Recorded data =>
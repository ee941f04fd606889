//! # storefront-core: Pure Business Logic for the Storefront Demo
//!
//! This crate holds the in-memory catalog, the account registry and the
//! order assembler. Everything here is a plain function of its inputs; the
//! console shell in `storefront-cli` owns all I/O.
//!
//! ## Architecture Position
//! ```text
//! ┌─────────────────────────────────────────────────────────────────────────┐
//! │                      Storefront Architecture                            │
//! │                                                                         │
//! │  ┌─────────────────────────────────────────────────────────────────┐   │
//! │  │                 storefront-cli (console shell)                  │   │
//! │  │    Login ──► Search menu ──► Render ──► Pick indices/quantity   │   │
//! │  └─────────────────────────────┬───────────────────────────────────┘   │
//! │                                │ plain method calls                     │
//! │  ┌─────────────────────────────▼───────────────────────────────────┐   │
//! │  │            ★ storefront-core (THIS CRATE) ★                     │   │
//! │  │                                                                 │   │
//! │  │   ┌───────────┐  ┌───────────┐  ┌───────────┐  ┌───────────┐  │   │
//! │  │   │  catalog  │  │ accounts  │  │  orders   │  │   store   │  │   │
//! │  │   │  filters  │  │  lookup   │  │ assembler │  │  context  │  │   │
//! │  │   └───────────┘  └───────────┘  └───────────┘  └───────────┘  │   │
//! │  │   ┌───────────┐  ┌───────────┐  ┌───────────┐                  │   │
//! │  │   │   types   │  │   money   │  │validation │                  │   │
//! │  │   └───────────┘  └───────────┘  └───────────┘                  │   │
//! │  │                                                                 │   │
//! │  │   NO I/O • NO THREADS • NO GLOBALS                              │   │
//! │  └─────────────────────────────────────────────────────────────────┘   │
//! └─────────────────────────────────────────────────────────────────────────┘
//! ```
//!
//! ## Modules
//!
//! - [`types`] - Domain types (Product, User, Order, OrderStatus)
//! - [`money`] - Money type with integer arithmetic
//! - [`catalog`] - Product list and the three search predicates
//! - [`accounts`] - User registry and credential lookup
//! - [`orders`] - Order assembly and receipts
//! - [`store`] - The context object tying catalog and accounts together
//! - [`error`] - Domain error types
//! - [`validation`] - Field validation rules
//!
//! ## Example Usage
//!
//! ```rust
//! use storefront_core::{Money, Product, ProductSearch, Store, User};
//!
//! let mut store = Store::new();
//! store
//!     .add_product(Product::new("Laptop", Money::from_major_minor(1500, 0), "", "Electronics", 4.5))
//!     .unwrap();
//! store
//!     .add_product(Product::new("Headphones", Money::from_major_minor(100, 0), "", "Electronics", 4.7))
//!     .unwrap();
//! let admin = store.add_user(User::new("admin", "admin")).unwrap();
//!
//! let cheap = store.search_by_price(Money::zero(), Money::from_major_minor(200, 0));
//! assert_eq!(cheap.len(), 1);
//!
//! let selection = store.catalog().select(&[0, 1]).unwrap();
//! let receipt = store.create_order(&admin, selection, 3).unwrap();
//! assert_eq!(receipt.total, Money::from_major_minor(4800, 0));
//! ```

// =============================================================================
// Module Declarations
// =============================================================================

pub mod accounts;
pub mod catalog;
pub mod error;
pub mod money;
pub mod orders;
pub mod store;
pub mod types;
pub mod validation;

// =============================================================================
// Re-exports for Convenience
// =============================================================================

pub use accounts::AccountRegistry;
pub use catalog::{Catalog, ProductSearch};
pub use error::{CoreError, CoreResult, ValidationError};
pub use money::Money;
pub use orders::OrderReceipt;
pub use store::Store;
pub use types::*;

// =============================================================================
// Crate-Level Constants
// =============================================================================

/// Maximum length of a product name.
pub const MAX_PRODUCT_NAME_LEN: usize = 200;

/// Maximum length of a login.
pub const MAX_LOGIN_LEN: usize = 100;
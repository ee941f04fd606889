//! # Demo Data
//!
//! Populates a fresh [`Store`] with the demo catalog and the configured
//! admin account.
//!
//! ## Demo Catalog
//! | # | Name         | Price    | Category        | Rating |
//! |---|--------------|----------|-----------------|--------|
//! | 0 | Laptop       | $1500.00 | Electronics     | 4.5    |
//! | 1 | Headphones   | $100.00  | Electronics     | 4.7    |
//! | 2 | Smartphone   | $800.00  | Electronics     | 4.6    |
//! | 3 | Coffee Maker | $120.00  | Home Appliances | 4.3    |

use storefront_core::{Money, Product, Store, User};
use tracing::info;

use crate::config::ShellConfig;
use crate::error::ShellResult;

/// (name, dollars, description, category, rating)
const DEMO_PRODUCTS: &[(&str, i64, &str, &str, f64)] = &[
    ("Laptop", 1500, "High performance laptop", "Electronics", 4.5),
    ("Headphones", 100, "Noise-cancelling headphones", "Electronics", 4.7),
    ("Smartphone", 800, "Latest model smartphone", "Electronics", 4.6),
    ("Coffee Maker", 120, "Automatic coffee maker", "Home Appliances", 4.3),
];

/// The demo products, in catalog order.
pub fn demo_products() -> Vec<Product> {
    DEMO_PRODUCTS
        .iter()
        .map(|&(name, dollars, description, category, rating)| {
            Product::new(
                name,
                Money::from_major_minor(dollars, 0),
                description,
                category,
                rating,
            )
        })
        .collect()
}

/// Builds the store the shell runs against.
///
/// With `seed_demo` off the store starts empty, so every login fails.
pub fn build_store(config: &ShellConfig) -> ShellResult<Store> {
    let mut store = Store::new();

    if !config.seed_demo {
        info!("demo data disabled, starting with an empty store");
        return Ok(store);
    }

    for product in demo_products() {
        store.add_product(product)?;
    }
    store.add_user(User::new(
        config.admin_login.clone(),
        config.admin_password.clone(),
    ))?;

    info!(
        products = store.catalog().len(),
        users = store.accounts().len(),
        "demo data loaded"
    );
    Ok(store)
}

What needs to be done => Every line above that contains "Headphones" counts once. Give the number of those lines and nothing more.

Reply to the exercise => 3